You could imagine that two genes might have changed by the same magnitude (say, doubled the expression after treatment), but their base mean levels of expression might have been quite different. For example, one gene might have changed from 10 to 20 and another from 100 to 200.
If what we’re interested in is the relative change in expression, then those two genes will appear more different than they really are in our heatmap.
A useful data transformation in this case is to center and scale each genes’ expression by their mean and standard deviation, respectively. The values thus obtained are known as z-scores, and can be interpreted as the “number of standard deviations away from the mean”.

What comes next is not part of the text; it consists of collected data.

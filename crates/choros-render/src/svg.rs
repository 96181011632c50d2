//! SVG serialization for [`ChoroplethScene`].

use std::fmt::Write as _;

use crate::scene::{
    ChoroplethScene, LEGEND_LABEL_X, LEGEND_SWATCH_HEIGHT, LEGEND_SWATCH_WIDTH, LEGEND_TICK_LENGTH,
    TOOLTIP_FIRST_LINE_Y, TOOLTIP_HEIGHT, TOOLTIP_LINE_SPACING, TOOLTIP_LINE_X, TOOLTIP_RADIUS,
    VIEWBOX_HEIGHT_FACTOR,
};

/// Formats a coordinate the way JS stringifies numbers in attribute
/// positions: integral values print without a fraction, `-0` prints as `0`,
/// and near-integer noise within `1e-6` snaps to the integer.
pub(crate) fn fmt(v: f64) -> String {
    if !v.is_finite() {
        return "0".to_string();
    }
    let v = if v.abs() < 1e-9 { 0.0 } else { v };
    let snapped = v.round();
    let v = if (v - snapped).abs() < 1e-6 { snapped } else { v };
    let s = v.to_string();
    if s == "-0" { "0".to_string() } else { s }
}

/// Path-data coordinate formatting: round half-up to three fractional
/// digits, then print like [`fmt`].
pub(crate) fn fmt_path(v: f64) -> String {
    if !v.is_finite() {
        return "0".to_string();
    }
    fmt((v * 1000.0 + 0.5).floor() / 1000.0)
}

/// `Number#toString` parity for data attributes, via `ryu-js`. Unlike
/// [`fmt`], fractional values keep the exact shortest JS representation
/// (`45.2` stays `45.2`, `2.5999999999999996` stays that way).
pub(crate) fn fmt_js(v: f64) -> String {
    if !v.is_finite() {
        return "0".to_string();
    }
    // JS stringifies -0 as "0".
    let v = if v == 0.0 { 0.0 } else { v };
    let mut buffer = ryu_js::Buffer::new();
    buffer.format_finite(v).to_string()
}

pub(crate) fn escape_xml(s: &str) -> String {
    let mut out = String::with_capacity(s.len());
    for ch in s.chars() {
        match ch {
            '&' => out.push_str("&amp;"),
            '<' => out.push_str("&lt;"),
            '>' => out.push_str("&gt;"),
            '"' => out.push_str("&quot;"),
            '\'' => out.push_str("&#39;"),
            _ => out.push(ch),
        }
    }
    out
}

impl ChoroplethScene {
    /// Serializes the scene, current hover and tooltip state included. The
    /// output is a standalone document: counties inside `g#graph`, then the
    /// two mesh borders, then the legend and the tooltip overlay.
    pub fn to_svg(&self) -> String {
        let options = self.options();
        let mut out = String::new();
        let _ = writeln!(
            &mut out,
            r#"<svg xmlns="http://www.w3.org/2000/svg" width="{}" height="{}" viewBox="0 0 {} {}">"#,
            fmt(options.width),
            fmt(options.height),
            fmt(options.width),
            fmt(options.height * VIEWBOX_HEIGHT_FACTOR),
        );
        let _ = writeln!(
            &mut out,
            r#"<g id="graph" transform="translate({}, {})">"#,
            fmt(options.padding_x),
            fmt(options.padding_top),
        );

        out.push_str("<g>\n");
        for county in self.counties() {
            let _ = writeln!(
                &mut out,
                r#"<path class="county" data-fips="{}" data-education="{}" data-state="{}" data-county="{}" fill="{}" d="{}"/>"#,
                county.fips,
                fmt_js(county.education),
                escape_xml(&county.state),
                escape_xml(&county.name),
                escape_xml(&county.fill),
                county.path,
            );
        }
        out.push_str("</g>\n");

        for border in [self.state_borders(), self.nation_border()] {
            let _ = writeln!(
                &mut out,
                r#"<path fill="none" stroke="{}" d="{}"/>"#,
                escape_xml(&options.border_stroke),
                border,
            );
        }
        out.push_str("</g>\n");

        let legend = self.legend();
        let _ = writeln!(
            &mut out,
            r#"<g id="legend" transform="translate({}, {})">"#,
            fmt(legend.x),
            fmt(legend.y),
        );
        for swatch in &legend.swatches {
            let _ = writeln!(
                &mut out,
                r#"<rect width="{}" height="{}" y="{}" fill="{}"/>"#,
                fmt(LEGEND_SWATCH_WIDTH),
                fmt(LEGEND_SWATCH_HEIGHT),
                fmt(swatch.y),
                escape_xml(&swatch.fill),
            );
        }
        for label in &legend.labels {
            let _ = writeln!(
                &mut out,
                r#"<text x="{}" y="{}" fill="black">{}</text>"#,
                fmt(LEGEND_LABEL_X),
                fmt(label.y),
                escape_xml(&label.text),
            );
        }
        for &y in &legend.tick_ys {
            let _ = writeln!(
                &mut out,
                r#"<line x1="0" x2="{}" y1="{}" y2="{}" stroke="black"/>"#,
                fmt(LEGEND_TICK_LENGTH),
                fmt(y),
                fmt(y),
            );
        }
        out.push_str("</g>\n");

        let tooltip = self.tooltip();
        let display = if tooltip.visible { "block" } else { "none" };
        let _ = write!(
            &mut out,
            r#"<g id="tooltip" style="display: {}" transform="translate({}, {})""#,
            display,
            fmt(tooltip.x),
            fmt(tooltip.y),
        );
        if let Some(education) = tooltip.education {
            let _ = write!(&mut out, r#" data-education="{}""#, fmt_js(education));
        }
        out.push_str(">\n");
        let _ = writeln!(
            &mut out,
            r#"<rect width="{}" height="{}" rx="{}" ry="{}" fill="rgba(255, 255, 255, 0.9)" stroke="#dde6f5"/>"#,
            fmt(tooltip.width),
            fmt(TOOLTIP_HEIGHT),
            fmt(TOOLTIP_RADIUS),
            fmt(TOOLTIP_RADIUS),
        );
        for (i, line) in tooltip.lines.iter().enumerate() {
            let _ = writeln!(
                &mut out,
                r#"<text id="tooltip-{}" x="{}" y="{}">{}</text>"#,
                i,
                fmt(TOOLTIP_LINE_X),
                fmt(TOOLTIP_FIRST_LINE_Y + i as f64 * TOOLTIP_LINE_SPACING),
                escape_xml(line),
            );
        }
        out.push_str("</g>\n</svg>\n");
        out
    }
}
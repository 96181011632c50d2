use crate::color::Rgb;
use crate::join::JoinPolicy;

/// Chart styling and join behavior. The defaults reproduce the production
/// chart: a 1300x565 canvas with the map group offset by (150, 25), a dark
/// blue to white ramp, white borders and a white hover highlight.
#[derive(Debug, Clone)]
pub struct ChartOptions {
    pub width: f64,
    pub height: f64,
    pub padding_x: f64,
    pub padding_top: f64,
    pub low_color: Rgb,
    pub high_color: Rgb,
    pub border_stroke: String,
    pub highlight_fill: String,
    pub join_policy: JoinPolicy,
}

impl Default for ChartOptions {
    fn default() -> Self {
        Self {
            width: 1300.0,
            height: 565.0,
            padding_x: 150.0,
            padding_top: 25.0,
            low_color: Rgb::new(35.0, 53.0, 85.0),
            high_color: Rgb::WHITE,
            border_stroke: "white".to_string(),
            highlight_fill: "white".to_string(),
            join_policy: JoinPolicy::Strict,
        }
    }
}
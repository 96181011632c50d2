use geo_types::MultiLineString;

use crate::decode::{ArcDecoder, arc_slot};
use crate::stitch::stitch;
use crate::topology::{Geometry, Topology};
use crate::{Error, Result};

/// Decodes every arc of the named object as a single `MultiLineString`.
pub fn mesh(topology: &Topology, name: &str) -> Result<MultiLineString<f64>> {
    mesh_filtered(topology, name, |_, _| true)
}

/// Decodes the arcs of the named object kept by `filter`, stitching
/// contiguous arcs into maximal fragments.
///
/// For every arc the filter receives the first and the last leaf geometry
/// using it, in traversal order. An arc interior to a single geometry gets
/// the same reference twice, so `|a, b| !std::ptr::eq(a, b)` keeps exactly
/// the boundaries shared by two distinct geometries.
pub fn mesh_filtered<F>(topology: &Topology, name: &str, mut filter: F) -> Result<MultiLineString<f64>>
where
    F: FnMut(&Geometry, &Geometry) -> bool,
{
    let object = topology.object(name)?;
    let mut users: Vec<Vec<(i32, &Geometry)>> = vec![Vec::new(); topology.arcs.len()];
    collect(object, &mut users)?;

    let mut selected = Vec::new();
    for geoms in &users {
        if let (Some(first), Some(last)) = (geoms.first(), geoms.last()) {
            if filter(first.1, last.1) {
                selected.push(first.0);
            }
        }
    }

    let decoder = ArcDecoder::new(topology);
    let lines = stitch(topology, selected)?
        .into_iter()
        .map(|fragment| decoder.line(fragment))
        .collect::<Result<Vec<_>>>()?;
    Ok(MultiLineString(lines))
}

fn collect<'a>(object: &'a Geometry, users: &mut [Vec<(i32, &'a Geometry)>]) -> Result<()> {
    match object {
        Geometry::GeometryCollection { geometries, .. } => {
            for child in geometries {
                collect(child, users)?;
            }
        }
        Geometry::LineString { arcs, .. } => extract(object, arcs, users)?,
        Geometry::MultiLineString { arcs, .. } | Geometry::Polygon { arcs, .. } => {
            for line in arcs {
                extract(object, line, users)?;
            }
        }
        Geometry::MultiPolygon { arcs, .. } => {
            for polygon in arcs {
                for ring in polygon {
                    extract(object, ring, users)?;
                }
            }
        }
        Geometry::Point { .. } | Geometry::MultiPoint { .. } => {}
    }
    Ok(())
}

fn extract<'a>(
    owner: &'a Geometry,
    indexes: &[i32],
    users: &mut [Vec<(i32, &'a Geometry)>],
) -> Result<()> {
    for &index in indexes {
        users
            .get_mut(arc_slot(index))
            .ok_or(Error::ArcIndex { index })?
            .push((index, owner));
    }
    Ok(())
}
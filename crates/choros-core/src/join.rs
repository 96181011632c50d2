use rustc_hash::FxHashMap;
use terrapin::{FeatureCollection, FeatureId};
use tracing::warn;

use crate::error::{Error, Result};
use crate::model::{County, EducationRecord, FipsCode};

/// What to do with a county feature that has no education record.
#[derive(Debug, Clone, Copy, PartialEq, Eq, Default)]
pub enum JoinPolicy {
    /// Fail the join, naming the first unmatched fips.
    #[default]
    Strict,
    /// Drop the county and log a warning.
    Skip,
    /// Keep the county with a zero value and empty names.
    ZeroFill,
}

/// Joins decoded county features with education records by fips.
///
/// Records are indexed once; on a duplicate fips the first record wins,
/// matching a linear scan over the dataset.
pub fn join_counties(
    features: FeatureCollection,
    records: &[EducationRecord],
    policy: JoinPolicy,
) -> Result<Vec<County>> {
    let mut index: FxHashMap<FipsCode, &EducationRecord> = FxHashMap::default();
    for record in records {
        index.entry(record.fips).or_insert(record);
    }

    let mut counties = Vec::with_capacity(features.features.len());
    for feature in features.features {
        let Some(fips) = feature.id.as_ref().and_then(feature_fips) else {
            if policy == JoinPolicy::Strict {
                return Err(Error::MissingId);
            }
            warn!(id = ?feature.id, "county feature without a numeric id, dropped");
            continue;
        };
        match index.get(&fips) {
            Some(record) => counties.push(County {
                fips,
                state: record.state.clone(),
                name: record.area_name.clone(),
                education: record.bachelors_or_higher,
                geometry: feature.geometry,
            }),
            None => match policy {
                JoinPolicy::Strict => return Err(Error::MissingRecord { fips }),
                JoinPolicy::Skip => {
                    warn!(%fips, "no education record for county, dropped");
                }
                JoinPolicy::ZeroFill => counties.push(County {
                    fips,
                    state: String::new(),
                    name: String::new(),
                    education: 0.0,
                    geometry: feature.geometry,
                }),
            },
        }
    }
    Ok(counties)
}

fn feature_fips(id: &FeatureId) -> Option<FipsCode> {
    match id {
        FeatureId::Number(n) => u32::try_from(*n).ok().map(FipsCode),
        FeatureId::Text(s) => s.trim().parse::<u32>().ok().map(FipsCode),
    }
}
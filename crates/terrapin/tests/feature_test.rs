use geo_types::Geometry as Geom;
use serde_json::json;
use terrapin::{FeatureId, Topology, bbox, feature, feature_collection};

fn topology(value: serde_json::Value) -> Topology {
    serde_json::from_value(value).unwrap()
}

/// Two unit squares sharing the vertical edge (1, 0)..(1, 1). Arc 0 is the
/// shared edge, arcs 1 and 2 are the open remainders of each square.
fn two_squares() -> Topology {
    topology(json!({
        "type": "Topology",
        "arcs": [
            [[1.0, 0.0], [1.0, 1.0]],
            [[1.0, 1.0], [0.0, 1.0], [0.0, 0.0], [1.0, 0.0]],
            [[1.0, 0.0], [2.0, 0.0], [2.0, 1.0], [1.0, 1.0]]
        ],
        "objects": {
            "squares": {
                "type": "GeometryCollection",
                "geometries": [
                    {"type": "Polygon", "id": 1, "properties": {"name": "left"}, "arcs": [[0, 1]]},
                    {"type": "Polygon", "id": 2, "properties": {"name": "right"}, "arcs": [[2, -1]]}
                ]
            }
        }
    }))
}

fn exterior_coords(geometry: &Geom<f64>) -> Vec<(f64, f64)> {
    let Geom::Polygon(polygon) = geometry else {
        panic!("expected a polygon, got {geometry:?}");
    };
    polygon.exterior().coords().map(|c| (c.x, c.y)).collect()
}

#[test]
fn decodes_absolute_arcs_into_closed_rings() {
    let collection = feature_collection(&two_squares(), "squares").unwrap();
    assert_eq!(collection.features.len(), 2);
    assert_eq!(
        exterior_coords(&collection.features[0].geometry),
        vec![
            (1.0, 0.0),
            (1.0, 1.0),
            (0.0, 1.0),
            (0.0, 0.0),
            (1.0, 0.0)
        ]
    );
}

#[test]
fn shared_arc_endpoints_are_not_duplicated() {
    let collection = feature_collection(&two_squares(), "squares").unwrap();
    // Arc 0 ends at (1, 1) and arc 1 starts there; the ring keeps one copy.
    assert_eq!(exterior_coords(&collection.features[0].geometry).len(), 5);
}

#[test]
fn complemented_arc_indexes_decode_reversed() {
    let collection = feature_collection(&two_squares(), "squares").unwrap();
    // The right square traverses the shared edge as ~0, from (1, 1) down.
    assert_eq!(
        exterior_coords(&collection.features[1].geometry),
        vec![
            (1.0, 0.0),
            (2.0, 0.0),
            (2.0, 1.0),
            (1.0, 1.0),
            (1.0, 0.0)
        ]
    );
}

#[test]
fn collection_features_carry_ids_and_properties_in_order() {
    let collection = feature_collection(&two_squares(), "squares").unwrap();
    assert_eq!(collection.features[0].id, Some(FeatureId::Number(1)));
    assert_eq!(collection.features[1].id, Some(FeatureId::Number(2)));
    assert_eq!(
        collection.features[0].properties.get("name"),
        Some(&json!("left"))
    );
}

#[test]
fn transform_deltas_accumulate_within_an_arc() {
    let topo = topology(json!({
        "type": "Topology",
        "transform": {"scale": [0.001, 0.001], "translate": [0.0, 0.0]},
        "arcs": [[[1000, 1000], [1000, 0], [0, 1000]]],
        "objects": {"road": {"type": "LineString", "arcs": [0]}}
    }));
    let decoded = feature(&topo, "road").unwrap();
    let Geom::LineString(line) = decoded.geometry else {
        panic!("expected a line string");
    };
    let coords: Vec<(f64, f64)> = line.coords().map(|c| (c.x, c.y)).collect();
    assert_eq!(coords, vec![(1.0, 1.0), (2.0, 1.0), (2.0, 2.0)]);
}

#[test]
fn transform_accumulator_resets_per_arc_and_reversal_happens_after() {
    let topo = topology(json!({
        "type": "Topology",
        "transform": {"scale": [0.001, 0.001], "translate": [0.0, 0.0]},
        "arcs": [[[1000, 1000], [1000, 0], [0, 1000]]],
        "objects": {"road": {"type": "LineString", "arcs": [-1]}}
    }));
    let decoded = feature(&topo, "road").unwrap();
    let Geom::LineString(line) = decoded.geometry else {
        panic!("expected a line string");
    };
    let coords: Vec<(f64, f64)> = line.coords().map(|c| (c.x, c.y)).collect();
    assert_eq!(coords, vec![(2.0, 2.0), (2.0, 1.0), (1.0, 1.0)]);
}

#[test]
fn point_coordinates_are_absolute_under_a_transform() {
    let topo = topology(json!({
        "type": "Topology",
        "transform": {"scale": [0.001, 0.001], "translate": [10.0, 20.0]},
        "arcs": [],
        "objects": {"capital": {"type": "Point", "coordinates": [1000, 500]}}
    }));
    let decoded = feature(&topo, "capital").unwrap();
    let Geom::Point(point) = decoded.geometry else {
        panic!("expected a point");
    };
    assert_eq!((point.x(), point.y()), (11.0, 20.5));
}

#[test]
fn degenerate_rings_are_padded_to_four_points() {
    let topo = topology(json!({
        "type": "Topology",
        "arcs": [[[5.0, 5.0], [5.0, 5.0]]],
        "objects": {"dot": {"type": "Polygon", "arcs": [[0]]}}
    }));
    let decoded = feature(&topo, "dot").unwrap();
    assert_eq!(exterior_coords(&decoded.geometry).len(), 4);
}

#[test]
fn unknown_objects_are_an_error() {
    let err = feature(&two_squares(), "nope").unwrap_err();
    assert!(err.to_string().contains("nope"));
}

#[test]
fn bbox_covers_arcs_and_inline_points() {
    let topo = topology(json!({
        "type": "Topology",
        "transform": {"scale": [0.001, 0.001], "translate": [0.0, 0.0]},
        "arcs": [[[1000, 1000], [1000, 0], [0, 1000]]],
        "objects": {
            "road": {"type": "LineString", "arcs": [0]},
            "capital": {"type": "Point", "coordinates": [5000, 100]}
        }
    }));
    assert_eq!(bbox(&topo).unwrap(), [1.0, 0.1, 5.0, 2.0]);
}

A positive z-score means that the gene’s expression was above the average across samples, whereas a negative one means it was below average. A value of zero means the gene’s expression was exactly average.
In R, we can use the function scale
to do this transformation. Let’s re-do our heatmap, but center and scale each gene’s expression first:
cts_filtered %>%
mutate(sample_id = reorder(sample_id, rank(dex)),
gene = reorder(gene, log2FoldChange)) %>%
group_by(gene) %>%
mutate(cts = scale(cts)) %>%
ggplot(aes(sample_id, gene)) +
geom_tile(aes(fill = cts)) +
theme(axis.text.x = element_text(angle = 45, hjust = 1),
axis.text.y = element_blank(),
axis.ticks.y = element_blank(),
axis.title.y = element_blank()) +
scale_fill_gradient2(low = "blue3", mid = "grey", high = "red3") +
labs(x = "Sample", fill = "Z-score")
And that’s it! Notice that because of the symmetry of z-scores, they are very suited to a “divergent colour scale”, which we’ve set with the function scale_fill_gradient2
to emphasize positive and negative values in a more intuitive way.
Also notice how we’ve further improved the appearance of the plot by removing the y-axis label and ticks, and customised our labels.